We examined other proteins for possible association with cCTCF loci. In each cell line separately, we counted how often a protein had the center of its ChIP-seq peak within ± 200bp from CTCF sites in three classes: the 12,014 cCTCF/cCohesin sites, the 925 cCTCF-non-cohesin sites, and all CTCF sites bound in the given cell line but excluding the cCTCF sites. We used all ENCODE TFBS datasets (encodeHaib, encodeSydh, encodeUTA, and encodeUW), histone modification datasets (encodeHistoneBroad, encodeHistoneUW, encodeHistoneUTA), and open chromatin datasets (encodeDukeDNase, encodeUWDNase, and encodeUNCFaire). The total number of histone marks analysed was 11 (Additional file 1). CTCF, Rad21, and Smc3were not included in the analysis. In total, we included 1011 ChIP-seq datasets representing 68 factors in this analysis and combined results from all cell lines for the same factor/feature.
On average, 74% of the cCTCF/cCohesin sites overlapped with DNase I [42,43] peaks compared to only 44% of the cCTCF-non-cohesin sites or 15% of all CTCF sites bound in a given cell line excluding cCTCF sites (Figure 5A); the same pattern held with FAIRE [44,45] peaks (Figure 5B). These results together indicate that cCTCF/cCohesin sites are highly associated with open chromatin. H2A.z was also more likely to be associated with the cCTCF compared to all CTCF sites bound in a given cell line excluding cCTCF sites (Figure 5C). Several factors, especially those that tend to be associated with actively transcribed genes or located at the proxy promoter such as H3k4me3 were more likely to be associated with the cCTCF-non-cohesin sites (Additional file 3: Figure S3).
The motif logo of the extended cCTCF/cCohesin sites (30bp at each side) showed information flanking the 16-bp core CTCF motif (data not shown), indicative of the existence of additional motifs. To discover those motifs, we used the 12,014 cCTCF/cCohesin sequences. At each of the 30+30+16-5+1=72 positions, we counted the number of sequences in which each of the 1,024 possible k-mers (k=5) occurred as in . The counts were then ranked and the top 50 k-mers at each side of the core CTCF motif were combined separately to create the composite motif for the side using the position-specific k-mer frequency as the weight.

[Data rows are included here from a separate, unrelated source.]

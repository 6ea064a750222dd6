use super::*;

#[test]
fn stable_hasher_is_deterministic() {
    let mut a = StableHasher::new();
    let mut b = StableHasher::new();
    for h in [&mut a, &mut b] {
        h.write_u8(1);
        h.write_f64(0.5);
        h.write_bool(true);
    }
    assert_eq!(a.finish(), b.finish());
}

#[test]
fn stable_hasher_separates_field_order() {
    let mut a = StableHasher::new();
    a.write_u32(1);
    a.write_u32(2);
    let mut b = StableHasher::new();
    b.write_u32(2);
    b.write_u32(1);
    assert_ne!(a.finish(), b.finish());
}

#[test]
fn hash01_stays_in_unit_interval_and_varies() {
    let mut distinct = std::collections::BTreeSet::new();
    for i in 0..256 {
        let v = hash01(7, i);
        assert!((0.0..1.0).contains(&v));
        distinct.insert(v.to_bits());
    }
    assert!(distinct.len() > 250);
    assert_eq!(hash01(7, 3), hash01(7, 3));
    assert_ne!(hash01(7, 3), hash01(8, 3));
}

#[test]
fn nan_aware_min_max() {
    assert_eq!(min_nan(1.0, 2.0), 1.0);
    assert_eq!(max_nan(1.0, 2.0), 2.0);
    assert!(min_nan(f64::NAN, 2.0).is_nan());
    assert!(max_nan(1.0, f64::NAN).is_nan());
    assert_eq!(max_nan(f64::NEG_INFINITY, 0.0), 0.0);
}
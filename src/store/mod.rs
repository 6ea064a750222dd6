pub(crate) mod frame_cache;
pub(crate) mod state;
pub(crate) mod value;
pub(crate) mod values;
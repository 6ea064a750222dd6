use crate::foundation::core::{FieldExprId, SlotId};
use crate::foundation::math::{max_nan, min_nan};

/// One node of a program's field expression table.
///
/// Children are referenced by [`FieldExprId`], so shared subexpressions are written once.
/// An expression yields `components` values per element; scalar operands broadcast against
/// wider ones.
#[derive(Clone, Copy, Debug, PartialEq, serde::Serialize, serde::Deserialize)]
#[serde(tag = "op", rename_all = "snake_case")]
pub enum FieldExprIR {
    /// Same scalar for every element.
    Const {
        /// Value.
        value: f64,
    },
    /// Broadcast a signal slot (number, vec2 or color).
    Signal {
        /// Source slot.
        slot: SlotId,
    },
    /// Element index `i`.
    Index,
    /// `i / (n - 1)`, or 0 for single-element domains.
    Normalized,
    /// Deterministic per-element value in `[0, 1)`.
    Random {
        /// Stream seed.
        seed: u64,
    },
    /// Component-wise unary function.
    Unary {
        /// Function.
        fun: UnaryFn,
        /// Operand.
        arg: FieldExprId,
    },
    /// Component-wise binary function with scalar broadcast.
    Binary {
        /// Function.
        fun: BinaryFn,
        /// Left operand.
        a: FieldExprId,
        /// Right operand.
        b: FieldExprId,
    },
    /// Pack two scalar fields.
    Vec2 {
        /// X.
        x: FieldExprId,
        /// Y.
        y: FieldExprId,
    },
    /// Pack three scalar fields.
    Vec3 {
        /// X.
        x: FieldExprId,
        /// Y.
        y: FieldExprId,
        /// Z.
        z: FieldExprId,
    },
    /// Pack four scalar fields.
    Color {
        /// Red.
        r: FieldExprId,
        /// Green.
        g: FieldExprId,
        /// Blue.
        b: FieldExprId,
        /// Alpha.
        a: FieldExprId,
    },
    /// `radius * (cos 2πθ, sin 2πθ)` with `angle` in turns.
    Polar {
        /// Radius.
        radius: FieldExprId,
        /// Angle in turns.
        angle: FieldExprId,
    },
}

/// Unary field function.
#[derive(Clone, Copy, Debug, PartialEq, Eq, serde::Serialize, serde::Deserialize)]
#[serde(rename_all = "snake_case")]
pub enum UnaryFn {
    /// `-x`.
    Neg,
    /// `|x|`.
    Abs,
    /// `sin x`.
    Sin,
    /// `cos x`.
    Cos,
    /// `√x`.
    Sqrt,
    /// `x - floor(x)`.
    Fract,
}

impl UnaryFn {
    /// Apply to one component.
    pub fn apply(self, x: f64) -> f64 {
        match self {
            Self::Neg => -x,
            Self::Abs => x.abs(),
            Self::Sin => x.sin(),
            Self::Cos => x.cos(),
            Self::Sqrt => x.sqrt(),
            Self::Fract => x - x.floor(),
        }
    }
}

/// Binary field function.
#[derive(Clone, Copy, Debug, PartialEq, Eq, serde::Serialize, serde::Deserialize)]
#[serde(rename_all = "snake_case")]
pub enum BinaryFn {
    /// `a + b`.
    Add,
    /// `a - b`.
    Sub,
    /// `a * b`.
    Mul,
    /// `a / b`.
    Div,
    /// `min(a, b)`.
    Min,
    /// `max(a, b)`.
    Max,
    /// `a ^ b`.
    Pow,
}

impl BinaryFn {
    /// Apply to one component pair.
    pub fn apply(self, a: f64, b: f64) -> f64 {
        match self {
            Self::Add => a + b,
            Self::Sub => a - b,
            Self::Mul => a * b,
            Self::Div => a / b,
            Self::Min => min_nan(a, b),
            Self::Max => max_nan(a, b),
            Self::Pow => a.powf(b),
        }
    }
}
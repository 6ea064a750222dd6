use std::f64::consts::TAU;

use crate::field::expr::FieldExprIR;
use crate::foundation::core::{FieldExprId, SlotId};
use crate::foundation::error::{ReelError, ReelResult};
use crate::foundation::math::hash01;
use crate::ir::program::StorageClass;
use crate::store::value::ObjectValue;
use crate::store::values::ValueStore;

const MAX_DEPTH: usize = 64;

/// Interleaved per-element values of an evaluated expression.
#[derive(Clone, Debug, PartialEq)]
pub(crate) struct Lanes {
    pub(crate) components: usize,
    pub(crate) data: Vec<f64>,
}

impl Lanes {
    fn splat(count: usize, v: &[f64]) -> Self {
        let mut data = Vec::with_capacity(count * v.len());
        for _ in 0..count {
            data.extend_from_slice(v);
        }
        Self {
            components: v.len(),
            data,
        }
    }

    fn per_element(count: usize, f: impl Fn(usize) -> f64) -> Self {
        Self {
            components: 1,
            data: (0..count).map(f).collect(),
        }
    }

    fn at(&self, i: usize, k: usize) -> f64 {
        // Scalars broadcast across components.
        if self.components == 1 {
            self.data[i]
        } else {
            self.data[i * self.components + k]
        }
    }
}

/// Evaluates field expressions over a domain, reading signals from the value store.
pub(crate) struct FieldEvaluator<'a> {
    fields: &'a [FieldExprIR],
    values: &'a ValueStore,
    count: usize,
}

impl<'a> FieldEvaluator<'a> {
    pub(crate) fn new(fields: &'a [FieldExprIR], values: &'a ValueStore, count: usize) -> Self {
        Self {
            fields,
            values,
            count,
        }
    }

    pub(crate) fn eval(&self, id: FieldExprId) -> ReelResult<Lanes> {
        self.eval_at(id, 0)
    }

    fn eval_at(&self, id: FieldExprId, depth: usize) -> ReelResult<Lanes> {
        if depth > MAX_DEPTH {
            return Err(ReelError::evaluation(format!(
                "field expression {} nests deeper than {MAX_DEPTH}",
                id.0
            )));
        }
        let expr = self
            .fields
            .get(id.0 as usize)
            .ok_or_else(|| ReelError::contract(format!("unknown field expression {}", id.0)))?;
        let n = self.count;
        let sub = |c: FieldExprId| self.eval_at(c, depth + 1);

        Ok(match *expr {
            FieldExprIR::Const { value } => Lanes::splat(n, &[value]),
            FieldExprIR::Signal { slot } => {
                let v = self.signal(slot)?;
                Lanes::splat(n, &v)
            }
            FieldExprIR::Index => Lanes::per_element(n, |i| i as f64),
            FieldExprIR::Normalized => {
                let denom = n.saturating_sub(1).max(1) as f64;
                Lanes::per_element(n, |i| i as f64 / denom)
            }
            FieldExprIR::Random { seed } => Lanes::per_element(n, |i| hash01(seed, i as u64)),
            FieldExprIR::Unary { fun, arg } => {
                let mut l = sub(arg)?;
                l.data.iter_mut().for_each(|x| *x = fun.apply(*x));
                l
            }
            FieldExprIR::Binary { fun, a, b } => {
                let (a, b) = (sub(a)?, sub(b)?);
                let components = match (a.components, b.components) {
                    (x, y) if x == y => x,
                    (1, y) => y,
                    (x, 1) => x,
                    (x, y) => {
                        return Err(ReelError::materialize(format!(
                            "field expression {}: cannot combine {x} and {y} components",
                            id.0
                        )));
                    }
                };
                let mut data = Vec::with_capacity(n * components);
                for i in 0..n {
                    for k in 0..components {
                        data.push(fun.apply(a.at(i, k), b.at(i, k)));
                    }
                }
                Lanes { components, data }
            }
            FieldExprIR::Vec2 { x, y } => self.pack(id, &[x, y], depth)?,
            FieldExprIR::Vec3 { x, y, z } => self.pack(id, &[x, y, z], depth)?,
            FieldExprIR::Color { r, g, b, a } => self.pack(id, &[r, g, b, a], depth)?,
            FieldExprIR::Polar { radius, angle } => {
                let (r, a) = (self.scalar(id, radius, depth)?, self.scalar(id, angle, depth)?);
                let mut data = Vec::with_capacity(n * 2);
                for i in 0..n {
                    let (s, c) = (TAU * a.data[i]).sin_cos();
                    data.push(r.data[i] * c);
                    data.push(r.data[i] * s);
                }
                Lanes {
                    components: 2,
                    data,
                }
            }
        })
    }

    fn scalar(&self, parent: FieldExprId, id: FieldExprId, depth: usize) -> ReelResult<Lanes> {
        let l = self.eval_at(id, depth + 1)?;
        if l.components != 1 {
            return Err(ReelError::materialize(format!(
                "field expression {}: operand {} must be scalar, has {} components",
                parent.0, id.0, l.components
            )));
        }
        Ok(l)
    }

    fn pack(&self, parent: FieldExprId, parts: &[FieldExprId], depth: usize) -> ReelResult<Lanes> {
        let lanes = parts
            .iter()
            .map(|&p| self.scalar(parent, p, depth))
            .collect::<ReelResult<Vec<_>>>()?;
        let components = lanes.len();
        let mut data = Vec::with_capacity(self.count * components);
        for i in 0..self.count {
            data.extend(lanes.iter().map(|l| l.data[i]));
        }
        Ok(Lanes { components, data })
    }

    fn signal(&self, slot: SlotId) -> ReelResult<Vec<f64>> {
        if self.values.storage_of(slot)? != StorageClass::Object {
            return Ok(vec![self.values.read_f64(slot)?]);
        }
        match self.values.read_object(slot)? {
            Some(ObjectValue::Vec2(v)) => Ok(vec![v.x, v.y]),
            Some(ObjectValue::Color(c)) => Ok(c.to_array().iter().map(|&x| f64::from(x)).collect()),
            other => Err(ReelError::materialize(format!(
                "slot {} cannot be broadcast into a field (holds {})",
                slot.0,
                other.map_or("nothing", ObjectValue::kind_name)
            ))),
        }
    }
}

#[cfg(test)]
#[path = "../../tests/unit/field/eval.rs"]
mod tests;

This process identified a 33/34-mer full-spectrum CTCF motif (Figure 6) that was reported previously . In addition, we identified two potentially novel motifs at the other side of the core CTCF motif (Figure 6). It is unclear if the pattern represents two separate motifs (denoted the 20-mer and the 26-mer) or one single motif (the 20+26-mer). The extra motif in the 20-mer resembled the GAGA-binding motif (GAGA) whereas the extra motif in the 26-mer resembled that for CAF1 (chromatin assembly factor) according to STAMP (http://www.benoslab.pitt.edu/stamp/). All of these full-spectrum motifs showed higher enrichment among cCTCF/cCohesin loci compared to either cCTCF-non-cohesin or all CTCF loci (Table 2). It is not clear if the additional motifs (20-/26-mer) at the right side of the canonical motif are bound by CTCF or by a co-factor. This question needs to be determined experimentally.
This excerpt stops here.